Arrêt du 16 novembre 2023  
 
Ire Cour de droit public  
 
Composition 
MM. les Juges fédéraux Kneubühler, Président, 
Haag et Merz. 
Greffière : Mme Arn. 
 
Participants à la procédure 
A.________, 
recourant, 
 
contre  
 
Département du territoire de la République et canton de Genève, Office des autorisations de construire, Service des affaires juridiques, case postale 22, 1211 Genève 8. 
 
Objet 
Amende administrative, 
 
recours contre l'arrêt de la Cour de justice 
de la République et canton de Genève, 
Chambre administrative, du 7 juin 2022 
(ATA/604/2022 - A/3187/2020-LCI). 
 
 
Faits :  
 
A.  
Le 26 août 2005, B.________ SA - par l'intermédiaire de A.________ (architecte de profession) en qualité de mandataire et de propriétaire - a déposé auprès du département des constructions et des technologies de l'information, devenu depuis le département du territoire (ci-après: le département), une demande d'autorisation de construire portant sur la "création de deux appartements dans les combles" d'un immeuble d'habitation ayant valeur d'ensemble de la fin du XIXème siècle et du début du XXème siècle, situé sur la parcelle n° 526 de la commune de Genève-Plainpalais. 
 
B.  
Dans le cadre d'un contrôle effectué sur place le 27 novembre 2008, le département a constaté que les travaux réalisés n'étaient pas entièrement conformes à cette autorisation de construire (réalisation d'une cheminée en façade; modification de l'emplacement des portes palières de ces deux logements; création de deux terrasses privées en toiture dont l'accès se faisait par l'usage de deux trappes d'accès situées dans ces appartements). Cette situation a donné lieu à l'ouverture d'une procédure d'infraction. 

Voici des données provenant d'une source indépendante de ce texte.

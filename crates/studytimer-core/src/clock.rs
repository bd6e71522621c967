//! Monotonic time sources.
//!
//! Engine commands take an explicit `now`; hosts obtain it from a [`Clock`]
//! so tests can drive time by hand.

use std::cell::Cell;
use std::rc::Rc;
use std::time::{Duration, Instant};

pub trait Clock {
    fn now(&self) -> Instant;
}

/// Reads the real monotonic clock.
#[derive(Debug, Clone, Copy, Default)]
pub struct SystemClock;

impl Clock for SystemClock {
    fn now(&self) -> Instant {
        Instant::now()
    }
}

/// A clock that only moves when told to.
///
/// Clones share the same reading, so a test can keep one handle and give
/// another to the host.
#[derive(Debug, Clone)]
pub struct ManualClock {
    now: Rc<Cell<Instant>>,
}

impl ManualClock {
    pub fn new() -> Self {
        Self::starting_at(Instant::now())
    }

    pub fn starting_at(start: Instant) -> Self {
        Self {
            now: Rc::new(Cell::new(start)),
        }
    }

    pub fn advance(&self, by: Duration) {
        self.now.set(self.now.get() + by);
    }

    pub fn advance_secs(&self, secs: u64) {
        self.advance(Duration::from_secs(secs));
    }
}

impl Default for ManualClock {
    fn default() -> Self {
        Self::new()
    }
}

impl Clock for ManualClock {
    fn now(&self) -> Instant {
        self.now.get()
    }
}

#[cfg(test)]
mod tests {
    use super::*;

    #[test]
    fn clones_share_reading() {
        let clock = ManualClock::new();
        let handle = clock.clone();
        let before = clock.now();
        handle.advance_secs(90);
        assert_eq!(clock.now() - before, Duration::from_secs(90));
    }
}
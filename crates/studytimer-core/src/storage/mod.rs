mod config;
mod gateway;

pub use config::{GlobalSettings, Theme, WindowGeometry};
pub use gateway::{
    MemoryGateway, PersistenceGateway, StoredState, TomlGateway, HISTORY_FILE,
    STATE_FILE,
};

use std::path::PathBuf;

/// Returns the directory the state file lives in.
///
/// `STUDYTIMER_DATA_DIR` wins when set. Otherwise `~/.config/studytimer`,
/// or `~/.config/studytimer-dev` when `STUDYTIMER_ENV=dev`. The directory is
/// not created here; saving creates it on demand.
pub fn data_dir() -> PathBuf {
    if let Some(dir) = std::env::var_os("STUDYTIMER_DATA_DIR") {
        return PathBuf::from(dir);
    }

    let base_dir = dirs::home_dir()
        .unwrap_or_else(|| PathBuf::from("."))
        .join(".config");

    let env = std::env::var("STUDYTIMER_ENV").unwrap_or_else(|_| "production".to_string());

    if env == "dev" {
        base_dir.join("studytimer-dev")
    } else {
        base_dir.join("studytimer")
    }
}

Par décision du 28 novembre 2008, prise en application des art. 129 ss de la loi cantonale sur les constructions et les installations diverses du 14 avril 1988 (LCI; RS/GE L 5 05), le département a ordonné à A.________ d'arrêter immédiatement le chantier, jusqu'à la régularisation du dossier. Suite aux explications transmises par le prénommé, le département a ordonné à celui-ci de déposer une demande complémentaire d'autorisation de construire pour les travaux relatifs au conduit de cheminée, au déplacement des portes palières et à la création d'un accès à la toiture. 
Le 27 mars 2009, B.________ SA, par l'intermédiaire de A.________, a déposé une demande complémentaire visant à régulariser ces travaux. Considérant que cette demande était lacunaire, le département a requis des compléments le 15 juillet 2009, demande qu'il a renouvelée le 27 avril 2010 vu que les compléments n'avaient pas été transmis. 
 
C.  
Le 30 juillet 2009, le département, se fondant sur un rapport d'enquête du 26 juin 2009, a attiré l'attention de A.________ sur le fait que, par rapport à l'état précédemment existant de l'immeuble, les plans de façades déposés dans le cadre de sa demande complémentaire ne reflétaient pas la réalité au niveau des combles et des toitures. Cette situation a donné lieu à l'ouverture d'une nouvelle procédure d'infraction. 
 
D.  
Le 28 février 2017, constatant que A.________ n'avait pas donné suite à ses demandes des 15 juillet 2009 et 27 avril 2010, le département lui a imparti un délai de dix jours pour lui faire savoir la suite qu'il entendait donner à cette affaire. Le 2 mars 2017, A.________ a répondu au département qu'il considérait que les travaux entrepris dans l'immeuble en cause étaient en parfaite conformité avec l'autorisation de construire. 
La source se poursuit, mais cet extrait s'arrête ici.